The next time you throw out an old broken cellphone, realize you are literally throwing out gold.
An oft-asked question is how much gold is in the average cellphone, and while that figure may vary from manufacturer to manufacturer, we did some digging to find data on the most common stats.
Sean Magann, vice president of sales and marketing for Sims Recycling Solutions—North America, a division of the global re-use and recycling firm Sims Metal Management, has said more than once that there are 10 troy ounces of gold (or about three-fifths of a pound) per ton of smartphones. Around 10,000 phones weigh one ton.
In 2014, his company recycled 167 ounces of gold from cellphones, the equivalent of about 789 Olympic gold medals.
As the Globe & Mail reports, The World Gold Council's Head of Technology, Trevor Keel, said there is "approximately 25 milligrams of gold generally found in smartphones, roughly worth about $1."
Sims Recycling adds that every year, Americans dump phones that contain more than $60 million US in gold and silver, as Vice notes.
An interesting side-note is that when the average cell is dumped abroad, a lot of the gold and precious metals are lost. Vice adds that in 2011, 190 tons of gold "went into electronic and electrical products, according to Solving the E-waste Problem (StEP), an international initiative hosted by United Nations University. But nearly 50 percent of the gold in e-waste is lost in the dismantling process in developing countries, compared to 25 percent in developed nations."
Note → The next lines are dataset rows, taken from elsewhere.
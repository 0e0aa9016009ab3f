// SPDX-License-Identifier: MPL-2.0
//! User interface elements and shared visual infrastructure.
//!
//! This module organizes all UI-related code following a component-based
//! architecture with the Elm-style "state down, messages up" pattern.
//!
//! - [`image`] - The slide image element with its load lifecycle
//! - [`classes`] - Marker classes elements attach to their roots
//! - [`styles`] - Centralized styling resolved from marker classes
//! - [`design_tokens`] - Design system constants (colors, spacing, sizing)
//! - [`widgets`] - Custom Iced widgets (animated spinner)

pub mod classes;
pub mod design_tokens;
pub mod image;
pub mod styles;
pub mod widgets;
// SPDX-License-Identifier: MPL-2.0
//! `iced_carousel` is a slide-image toolkit built with the Iced GUI framework.
//!
//! It provides an image element with a loading/success/error lifecycle,
//! marker-class styling, carousel-wide spinner coordination, and a diagnostics
//! buffer, plus a small gallery application that ties them together.

#![doc(html_root_url = "https://docs.rs/iced_carousel/0.1.0")]

pub mod app;
pub mod config;
pub mod context;
pub mod diagnostics;
pub mod error;
pub mod master_spinner;
pub mod media;
pub mod ui;

pub use context::CarouselContext;
pub use error::{Error, LoadError, Result};

#[cfg(test)]
mod tests {
    // This is where common library tests can go
}
// SPDX-License-Identifier: MPL-2.0
//! Diagnostics module for collecting carousel activity events.
//!
//! This module provides infrastructure for capturing diagnostic events while
//! a carousel is running, storing them in a memory-bounded circular buffer,
//! and exporting them as JSON for analysis.
//!
//! # Architecture
//!
//! - [`CircularBuffer`]: Generic ring buffer with configurable capacity
//! - [`DiagnosticEvent`]: Enum representing different types of diagnostic events
//! - [`BufferCapacity`]: Newtype for validated buffer capacity bounds
//! - [`DiagnosticsHandle`]: Cheap-to-clone sender distributed to components
//!
//! Components never talk to the collector directly. They hold a
//! [`DiagnosticsHandle`] and fire events into a bounded channel; the owner of
//! the [`DiagnosticsCollector`] drains the channel on its own schedule.

mod buffer;
mod collector;
mod events;

pub use buffer::{BufferCapacity, CircularBuffer};
pub use collector::{DiagnosticsCollector, DiagnosticsHandle};
pub use events::{
    DiagnosticEvent, DiagnosticEventKind, ErrorEvent, ErrorType, LoadOutcome, SerializableEvent,
    SourceKind, WarningEvent, WarningType,
};
// SPDX-License-Identifier: MPL-2.0
//! Image element state machine.
//!
//! Owns the load lifecycle of one slide image. A resolve task is spawned at
//! construction; the element starts in [`ImageStatus::Loading`] and makes at
//! most one transition, to `Success` or `Error`, when the task's completion
//! message arrives. Notification callbacks fire on that transition and never
//! again.

use iced::Task;

use super::props::{Props, RootTag};
use super::status::ImageStatus;
use super::view::{Content, ViewModel};
use crate::context::CarouselContext;
use crate::diagnostics::{
    DiagnosticsHandle, ErrorEvent, ErrorType, LoadOutcome, WarningEvent, WarningType,
};
use crate::error::{Error, Result};
use crate::media::{self, ImageData, Source};
use crate::ui::classes;

/// Spinner rotation speed in radians per tick.
const SPINNER_SPEED: f32 = 0.1;

/// State of one image element.
#[derive(Debug)]
pub struct State {
    props: Props,
    status: ImageStatus,
    image: Option<ImageData>,
    load_error: Option<Error>,
    spinner_rotation: f32,
    diagnostics: DiagnosticsHandle,
}

/// Messages for the image element.
#[derive(Debug, Clone)]
pub enum Message {
    /// The resolve task settled.
    SourceLoaded(Result<ImageData>),
    /// Animate the loading spinner.
    SpinnerTick,
}

/// Effects the element reports back to its host.
#[derive(Debug, Clone)]
pub enum Effect {
    /// No effect.
    None,
    /// The element reached `Success`.
    Loaded,
    /// The element reached `Error`.
    Failed(Error),
}

impl State {
    /// Creates an element from its configuration and spawns the resolve task.
    ///
    /// Construction performs the element's one-shot registrations: the
    /// invalid `bg_image` combination is reported exactly once, and the
    /// shared spinner is subscribed exactly once when requested.
    pub fn new(props: Props, context: &CarouselContext) -> (Self, Task<Message>) {
        if props.is_bg_image && props.tag == RootTag::Image {
            let warning = WarningEvent::new(
                WarningType::InvalidConfiguration,
                "bg_image requires a container root; rendering inline instead",
            )
            .with_source("image");
            eprintln!("warning: {}", warning.message);
            context.diagnostics().log_warning(warning);
        }

        if props.has_master_spinner {
            context.spinner().subscribe();
        }

        if let Ok(source) = Source::parse(&props.src) {
            context.diagnostics().log_load_started(source.kind());
        }

        let task = Task::perform(media::load(props.src.clone()), Message::SourceLoaded);

        let state = Self {
            props,
            status: ImageStatus::Loading,
            image: None,
            load_error: None,
            spinner_rotation: 0.0,
            diagnostics: context.diagnostics().clone(),
        };

        (state, task)
    }

    /// Handles an element message.
    pub fn handle(&mut self, message: Message) -> Effect {
        match message {
            Message::SourceLoaded(result) => {
                if self.status.is_terminal() {
                    // Late or duplicate completion signals are dropped.
                    return Effect::None;
                }
                match result {
                    Ok(image) => {
                        self.status = ImageStatus::Success;
                        self.image = Some(image);
                        if let Some(on_load) = &self.props.on_load {
                            on_load();
                        }
                        self.diagnostics.log_load_settled(LoadOutcome::Success);
                        Effect::Loaded
                    }
                    Err(error) => {
                        self.status = ImageStatus::Error;
                        self.load_error = Some(error.clone());
                        if let Some(on_error) = &self.props.on_error {
                            on_error();
                        }
                        self.diagnostics.log_load_settled(LoadOutcome::Error);
                        let error_type = match &error {
                            Error::Load(load_error) => ErrorType::from(load_error),
                            _ => ErrorType::Other,
                        };
                        self.diagnostics
                            .log_error(ErrorEvent::new(error_type, error.to_string()));
                        Effect::Failed(error)
                    }
                }
            }
            Message::SpinnerTick => {
                if self.status == ImageStatus::Loading {
                    self.spinner_rotation += SPINNER_SPEED;
                    if self.spinner_rotation > std::f32::consts::TAU {
                        self.spinner_rotation -= std::f32::consts::TAU;
                    }
                }
                Effect::None
            }
        }
    }

    /// Forces the lifecycle status from a raw literal.
    ///
    /// Embedders that resolve sources themselves use this to inject an
    /// externally determined outcome. The value passes through the same
    /// validation as any other status string.
    ///
    /// # Errors
    ///
    /// Returns [`Error::InvalidState`] for anything other than the three
    /// canonical literals; the current status is left untouched.
    pub fn set_status(&mut self, raw: &str) -> Result<()> {
        self.status = raw.parse::<ImageStatus>()?;
        Ok(())
    }

    /// Current lifecycle status.
    #[must_use]
    pub fn status(&self) -> ImageStatus {
        self.status
    }

    /// The decoded image, available once the status is `Success`.
    #[must_use]
    pub fn image(&self) -> Option<&ImageData> {
        self.image.as_ref()
    }

    /// The failure that put the element in `Error`, if any.
    #[must_use]
    pub fn load_error(&self) -> Option<&Error> {
        self.load_error.as_ref()
    }

    /// Current spinner rotation angle in radians.
    #[must_use]
    pub fn spinner_rotation(&self) -> f32 {
        self.spinner_rotation
    }

    /// True when this element defers to the carousel's shared spinner.
    #[must_use]
    pub fn has_master_spinner(&self) -> bool {
        self.props.has_master_spinner
    }

    /// The source string this element was configured with.
    #[must_use]
    pub fn src(&self) -> &str {
        &self.props.src
    }

    /// Textual description of the image, if configured.
    #[must_use]
    pub fn alt(&self) -> Option<&str> {
        self.props.alt.as_deref()
    }

    /// Derives the render-ready snapshot for the current state.
    ///
    /// Marker classes depend only on the status and the configuration:
    /// `bg_image` is honored on a container root and ignored (after the
    /// construction-time diagnostic) on an inline image root. An element
    /// whose caller handles errors itself carries no default error marker;
    /// in background mode the background marker doubles as the error
    /// presentation.
    #[must_use]
    pub fn view_model(&self) -> ViewModel<'_> {
        let bg_effective = self.props.is_bg_image && self.props.tag == RootTag::Container;

        let mut markers = vec![classes::IMAGE];
        if bg_effective {
            markers.push(classes::WITH_BACKGROUND);
        }
        match self.status {
            ImageStatus::Loading => markers.push(classes::IMAGE_LOADING),
            ImageStatus::Error => {
                if self.props.on_error.is_none() && !bg_effective {
                    markers.push(classes::IMAGE_ERROR);
                }
            }
            ImageStatus::Success => {}
        }

        let content = match self.status {
            ImageStatus::Loading => match &self.props.render_loading {
                Some(render) => Content::LoadingOverride(render),
                None => Content::LoadingPlaceholder {
                    rotation: self.spinner_rotation,
                },
            },
            ImageStatus::Error => match &self.props.render_error {
                Some(render) => Content::ErrorOverride(render),
                None => Content::ErrorPlaceholder,
            },
            ImageStatus::Success => {
                if bg_effective {
                    Content::Background(self.image.as_ref())
                } else {
                    Content::Inline(self.image.as_ref())
                }
            }
        };

        ViewModel {
            markers,
            user_class: self.props.class.as_deref(),
            alt: self.props.alt.as_deref(),
            width: self.props.width,
            height: self.props.height,
            content,
        }
    }
}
As for which parts of your phone are made from gold, the circuit board most commonly houses trace amounts of gold. Why? Gold conducts electricity better than copper.
Also, smartphones contain a variety of rare earth elements – elements that are actually plentiful in the Earth’s crust but extremely difficult to mine and extract economically – such as yttrium, lanthanum, terbium, neodymium, gadolinium and praseodymium, as BBC News notes. Essentially, smartphone handset consists of around 40% metals (predominantly copper, gold, platinum, silver and tungsten), 40% plastics and 20% ceramics and trace materials.
A new method to get at gold in cellphones
Last year, chemists revealed a new method to extract gold from cellphones: they first place the phones’ printed circuit boards in a mild acid, which dissolves their metal parts. Then an oily liquid containing the chemical compound is then added, which results in the gold extraction.
Motivating scientists to develop a new method comes from an enviro-friendly outlook. "A lot of mobile phones are shipped to places like Ghana and Bangladesh where they are taken to bits, and certain techniques that are not particularly environmentally friendly are then used to recover the valuable metals,” said Professor Jason Love, of the University of Edinburgh’s School of Chemistry. "To me, it seems that there’s a great societal benefit if we’re able to use a process that’s much more environmentally friendly and less toxic."
Recycling gold from phones is also top-of-mind for Olympics organizers in Tokyo. Japan is aiming to create Olympic medals for Tokyo 2020 via donated electronics. Games organizers are asking Japanese firms to offer ideas for recycling strategies to help encourage citizens to donate.